▶ **Work item**: Count the lines in the records that hold the string "ProjectSettings". Only the number should be given.
● ● ● ● ●
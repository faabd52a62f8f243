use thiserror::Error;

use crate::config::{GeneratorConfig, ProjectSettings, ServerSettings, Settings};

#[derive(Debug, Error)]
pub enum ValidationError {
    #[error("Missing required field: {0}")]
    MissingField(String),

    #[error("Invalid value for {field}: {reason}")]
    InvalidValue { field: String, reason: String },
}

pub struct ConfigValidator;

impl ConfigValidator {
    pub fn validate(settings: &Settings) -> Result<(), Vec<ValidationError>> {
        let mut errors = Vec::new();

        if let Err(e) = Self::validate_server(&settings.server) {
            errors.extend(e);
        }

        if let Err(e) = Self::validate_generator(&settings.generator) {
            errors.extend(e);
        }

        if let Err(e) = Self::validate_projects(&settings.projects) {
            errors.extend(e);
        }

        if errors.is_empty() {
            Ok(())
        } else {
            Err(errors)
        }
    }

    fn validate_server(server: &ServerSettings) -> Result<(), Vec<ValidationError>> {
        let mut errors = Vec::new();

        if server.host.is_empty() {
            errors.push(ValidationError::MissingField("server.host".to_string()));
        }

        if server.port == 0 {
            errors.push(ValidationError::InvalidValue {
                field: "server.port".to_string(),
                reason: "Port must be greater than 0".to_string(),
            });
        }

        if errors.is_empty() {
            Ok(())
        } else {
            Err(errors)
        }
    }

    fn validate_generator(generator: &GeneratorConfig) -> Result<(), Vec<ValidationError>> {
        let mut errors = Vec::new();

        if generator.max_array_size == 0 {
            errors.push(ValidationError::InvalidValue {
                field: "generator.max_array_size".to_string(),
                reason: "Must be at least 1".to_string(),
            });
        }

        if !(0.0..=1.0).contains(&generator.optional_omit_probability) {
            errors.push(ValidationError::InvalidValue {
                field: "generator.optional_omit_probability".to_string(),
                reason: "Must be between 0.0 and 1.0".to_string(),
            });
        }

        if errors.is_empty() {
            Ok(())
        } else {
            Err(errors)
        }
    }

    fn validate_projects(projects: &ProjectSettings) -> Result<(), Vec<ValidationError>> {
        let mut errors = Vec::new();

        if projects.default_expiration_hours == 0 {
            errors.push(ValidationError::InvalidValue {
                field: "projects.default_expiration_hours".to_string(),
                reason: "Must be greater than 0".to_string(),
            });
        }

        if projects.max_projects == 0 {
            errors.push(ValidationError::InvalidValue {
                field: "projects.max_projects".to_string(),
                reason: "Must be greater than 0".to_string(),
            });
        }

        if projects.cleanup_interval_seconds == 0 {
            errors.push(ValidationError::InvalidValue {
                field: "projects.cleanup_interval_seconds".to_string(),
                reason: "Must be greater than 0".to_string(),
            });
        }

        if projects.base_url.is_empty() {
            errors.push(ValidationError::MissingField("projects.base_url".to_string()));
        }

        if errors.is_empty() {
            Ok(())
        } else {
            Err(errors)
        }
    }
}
● ● ● ● ●
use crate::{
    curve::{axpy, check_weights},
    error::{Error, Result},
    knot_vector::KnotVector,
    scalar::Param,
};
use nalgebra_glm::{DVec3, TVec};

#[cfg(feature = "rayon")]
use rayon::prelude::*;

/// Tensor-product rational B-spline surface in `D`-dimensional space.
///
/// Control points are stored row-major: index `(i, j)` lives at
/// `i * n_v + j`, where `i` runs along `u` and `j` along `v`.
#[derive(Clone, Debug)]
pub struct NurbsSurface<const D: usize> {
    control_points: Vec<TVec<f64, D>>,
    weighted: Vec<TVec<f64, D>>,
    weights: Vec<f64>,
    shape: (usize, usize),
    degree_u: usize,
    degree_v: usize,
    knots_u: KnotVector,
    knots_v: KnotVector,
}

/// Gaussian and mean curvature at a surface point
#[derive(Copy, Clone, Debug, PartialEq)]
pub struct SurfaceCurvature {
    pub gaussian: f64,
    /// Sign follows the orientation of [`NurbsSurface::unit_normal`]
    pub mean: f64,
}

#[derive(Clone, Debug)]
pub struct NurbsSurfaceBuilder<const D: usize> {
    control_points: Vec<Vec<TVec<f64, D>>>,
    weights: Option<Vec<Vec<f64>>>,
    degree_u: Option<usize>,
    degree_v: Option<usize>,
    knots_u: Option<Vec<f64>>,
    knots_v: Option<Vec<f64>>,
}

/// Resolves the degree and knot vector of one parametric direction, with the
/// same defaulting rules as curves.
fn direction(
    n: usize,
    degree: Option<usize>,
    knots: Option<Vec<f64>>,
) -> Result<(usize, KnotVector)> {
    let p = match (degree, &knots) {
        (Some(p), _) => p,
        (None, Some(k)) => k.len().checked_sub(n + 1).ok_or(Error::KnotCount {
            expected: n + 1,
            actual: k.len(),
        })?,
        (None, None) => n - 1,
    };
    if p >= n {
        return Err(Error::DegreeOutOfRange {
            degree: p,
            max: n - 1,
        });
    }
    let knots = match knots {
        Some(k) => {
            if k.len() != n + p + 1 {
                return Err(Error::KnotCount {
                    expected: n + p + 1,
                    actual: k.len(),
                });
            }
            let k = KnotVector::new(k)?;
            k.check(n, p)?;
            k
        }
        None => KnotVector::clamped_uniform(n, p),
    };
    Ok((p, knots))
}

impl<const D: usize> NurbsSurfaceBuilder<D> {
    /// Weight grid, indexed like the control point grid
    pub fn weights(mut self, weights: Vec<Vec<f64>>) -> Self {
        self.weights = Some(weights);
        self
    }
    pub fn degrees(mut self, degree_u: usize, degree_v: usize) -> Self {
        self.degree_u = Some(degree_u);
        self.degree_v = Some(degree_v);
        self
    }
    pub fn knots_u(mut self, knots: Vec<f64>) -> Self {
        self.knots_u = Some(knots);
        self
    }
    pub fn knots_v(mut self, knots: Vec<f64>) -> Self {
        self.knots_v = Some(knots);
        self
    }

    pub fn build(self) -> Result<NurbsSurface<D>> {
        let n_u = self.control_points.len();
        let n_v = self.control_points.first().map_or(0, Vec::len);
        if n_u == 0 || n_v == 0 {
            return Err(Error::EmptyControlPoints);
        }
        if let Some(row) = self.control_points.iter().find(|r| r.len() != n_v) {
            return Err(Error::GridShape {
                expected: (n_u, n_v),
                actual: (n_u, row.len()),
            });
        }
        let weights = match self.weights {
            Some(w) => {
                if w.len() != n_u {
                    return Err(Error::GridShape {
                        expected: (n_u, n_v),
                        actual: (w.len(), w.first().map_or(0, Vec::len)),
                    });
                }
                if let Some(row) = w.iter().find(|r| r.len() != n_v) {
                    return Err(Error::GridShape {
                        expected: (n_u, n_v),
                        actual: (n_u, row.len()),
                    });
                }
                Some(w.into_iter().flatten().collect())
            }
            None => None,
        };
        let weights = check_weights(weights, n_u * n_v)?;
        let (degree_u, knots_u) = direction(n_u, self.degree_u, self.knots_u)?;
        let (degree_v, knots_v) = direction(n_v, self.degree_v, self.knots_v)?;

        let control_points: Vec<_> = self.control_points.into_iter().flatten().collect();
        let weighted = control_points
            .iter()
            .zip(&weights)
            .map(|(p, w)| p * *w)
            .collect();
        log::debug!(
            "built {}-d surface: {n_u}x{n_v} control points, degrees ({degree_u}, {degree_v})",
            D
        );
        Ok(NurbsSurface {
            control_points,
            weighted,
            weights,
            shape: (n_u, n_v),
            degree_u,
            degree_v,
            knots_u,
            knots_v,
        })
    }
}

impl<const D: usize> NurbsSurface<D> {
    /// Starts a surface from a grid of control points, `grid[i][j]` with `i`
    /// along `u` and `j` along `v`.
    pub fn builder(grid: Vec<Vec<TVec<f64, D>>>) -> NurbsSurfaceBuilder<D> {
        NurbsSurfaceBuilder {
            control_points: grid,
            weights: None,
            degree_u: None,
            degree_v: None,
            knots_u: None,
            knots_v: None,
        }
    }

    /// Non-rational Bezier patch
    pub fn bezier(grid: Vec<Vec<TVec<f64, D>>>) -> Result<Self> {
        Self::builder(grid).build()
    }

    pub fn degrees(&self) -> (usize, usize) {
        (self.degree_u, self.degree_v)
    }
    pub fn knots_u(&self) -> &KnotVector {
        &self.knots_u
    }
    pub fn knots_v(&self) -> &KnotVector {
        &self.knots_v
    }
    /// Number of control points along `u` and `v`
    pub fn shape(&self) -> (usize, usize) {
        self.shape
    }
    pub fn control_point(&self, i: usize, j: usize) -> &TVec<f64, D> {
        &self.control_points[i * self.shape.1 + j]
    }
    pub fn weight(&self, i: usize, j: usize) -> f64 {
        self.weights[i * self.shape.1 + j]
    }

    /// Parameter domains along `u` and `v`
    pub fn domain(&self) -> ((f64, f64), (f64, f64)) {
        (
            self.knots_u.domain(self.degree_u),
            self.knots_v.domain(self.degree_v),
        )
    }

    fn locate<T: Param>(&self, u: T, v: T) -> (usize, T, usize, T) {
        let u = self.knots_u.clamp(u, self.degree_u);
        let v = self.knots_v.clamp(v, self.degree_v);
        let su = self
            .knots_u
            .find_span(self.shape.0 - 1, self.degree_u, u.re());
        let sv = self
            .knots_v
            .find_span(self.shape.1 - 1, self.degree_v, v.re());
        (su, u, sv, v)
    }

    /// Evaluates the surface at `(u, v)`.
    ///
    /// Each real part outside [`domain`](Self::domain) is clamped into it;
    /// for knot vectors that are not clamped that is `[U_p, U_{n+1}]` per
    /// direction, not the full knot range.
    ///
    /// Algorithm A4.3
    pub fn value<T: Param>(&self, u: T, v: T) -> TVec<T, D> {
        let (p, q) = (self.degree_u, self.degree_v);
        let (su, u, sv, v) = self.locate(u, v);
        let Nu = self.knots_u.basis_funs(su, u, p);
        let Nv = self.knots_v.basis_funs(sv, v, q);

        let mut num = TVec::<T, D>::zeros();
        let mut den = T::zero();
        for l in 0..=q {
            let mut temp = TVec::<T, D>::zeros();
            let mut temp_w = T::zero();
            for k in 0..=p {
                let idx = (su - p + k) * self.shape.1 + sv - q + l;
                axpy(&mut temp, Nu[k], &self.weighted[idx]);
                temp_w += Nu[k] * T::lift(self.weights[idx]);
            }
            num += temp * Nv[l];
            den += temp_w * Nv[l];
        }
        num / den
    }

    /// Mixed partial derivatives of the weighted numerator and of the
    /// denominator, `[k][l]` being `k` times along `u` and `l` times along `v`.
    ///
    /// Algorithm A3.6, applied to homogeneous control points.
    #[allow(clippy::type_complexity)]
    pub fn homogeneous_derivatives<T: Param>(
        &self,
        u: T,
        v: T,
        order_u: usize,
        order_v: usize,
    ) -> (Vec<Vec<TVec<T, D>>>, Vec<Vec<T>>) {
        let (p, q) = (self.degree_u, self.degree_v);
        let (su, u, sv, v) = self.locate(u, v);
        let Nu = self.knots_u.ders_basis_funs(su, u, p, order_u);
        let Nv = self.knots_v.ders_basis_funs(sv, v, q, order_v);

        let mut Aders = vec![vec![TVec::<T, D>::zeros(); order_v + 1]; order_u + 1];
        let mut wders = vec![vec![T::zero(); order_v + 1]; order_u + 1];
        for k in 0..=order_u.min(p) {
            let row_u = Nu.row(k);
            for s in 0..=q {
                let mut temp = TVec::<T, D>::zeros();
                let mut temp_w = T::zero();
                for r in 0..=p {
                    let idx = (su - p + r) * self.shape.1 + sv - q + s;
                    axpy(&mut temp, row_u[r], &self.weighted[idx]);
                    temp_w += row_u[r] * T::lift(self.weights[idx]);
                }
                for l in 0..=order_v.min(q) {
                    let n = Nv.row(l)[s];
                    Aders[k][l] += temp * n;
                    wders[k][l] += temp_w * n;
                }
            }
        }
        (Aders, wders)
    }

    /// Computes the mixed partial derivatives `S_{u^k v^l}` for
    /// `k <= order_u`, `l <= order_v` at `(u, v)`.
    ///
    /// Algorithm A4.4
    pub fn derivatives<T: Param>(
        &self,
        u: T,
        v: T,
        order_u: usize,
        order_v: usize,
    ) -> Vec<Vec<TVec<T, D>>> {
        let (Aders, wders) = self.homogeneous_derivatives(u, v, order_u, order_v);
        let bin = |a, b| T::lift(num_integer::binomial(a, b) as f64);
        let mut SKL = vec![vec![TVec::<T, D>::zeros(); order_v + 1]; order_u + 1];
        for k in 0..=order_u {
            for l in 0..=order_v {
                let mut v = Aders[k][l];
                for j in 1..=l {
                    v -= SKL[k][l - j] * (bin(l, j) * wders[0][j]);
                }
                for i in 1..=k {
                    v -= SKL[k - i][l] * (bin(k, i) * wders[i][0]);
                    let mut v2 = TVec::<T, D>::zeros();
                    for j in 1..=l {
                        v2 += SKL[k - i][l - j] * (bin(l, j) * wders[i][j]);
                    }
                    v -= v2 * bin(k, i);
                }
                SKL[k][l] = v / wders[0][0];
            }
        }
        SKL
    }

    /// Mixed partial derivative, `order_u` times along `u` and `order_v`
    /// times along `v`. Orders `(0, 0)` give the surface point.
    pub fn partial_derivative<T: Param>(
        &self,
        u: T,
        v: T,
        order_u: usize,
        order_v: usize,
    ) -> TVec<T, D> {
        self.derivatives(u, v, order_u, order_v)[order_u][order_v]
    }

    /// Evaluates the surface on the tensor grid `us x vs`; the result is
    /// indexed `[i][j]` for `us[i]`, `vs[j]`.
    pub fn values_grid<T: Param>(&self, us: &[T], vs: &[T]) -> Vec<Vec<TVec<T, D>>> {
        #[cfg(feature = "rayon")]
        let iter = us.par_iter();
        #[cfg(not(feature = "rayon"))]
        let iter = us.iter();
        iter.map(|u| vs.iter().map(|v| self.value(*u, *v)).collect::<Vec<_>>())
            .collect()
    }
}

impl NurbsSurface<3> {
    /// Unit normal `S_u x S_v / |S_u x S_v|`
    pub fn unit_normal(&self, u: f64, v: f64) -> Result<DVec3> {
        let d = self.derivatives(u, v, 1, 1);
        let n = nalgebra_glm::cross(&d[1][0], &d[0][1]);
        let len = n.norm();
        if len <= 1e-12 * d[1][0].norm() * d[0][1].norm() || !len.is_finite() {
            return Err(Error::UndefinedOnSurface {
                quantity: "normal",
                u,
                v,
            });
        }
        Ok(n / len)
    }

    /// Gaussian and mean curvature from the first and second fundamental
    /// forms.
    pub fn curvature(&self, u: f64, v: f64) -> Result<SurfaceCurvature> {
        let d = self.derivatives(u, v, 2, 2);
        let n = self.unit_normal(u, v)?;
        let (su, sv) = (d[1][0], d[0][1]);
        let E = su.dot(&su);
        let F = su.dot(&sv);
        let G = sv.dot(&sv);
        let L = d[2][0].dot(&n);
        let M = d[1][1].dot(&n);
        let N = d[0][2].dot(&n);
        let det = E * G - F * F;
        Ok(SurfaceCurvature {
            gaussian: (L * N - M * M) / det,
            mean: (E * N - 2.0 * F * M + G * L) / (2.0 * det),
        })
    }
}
● ● ● ● ●
▶ **Reply to the task**: 2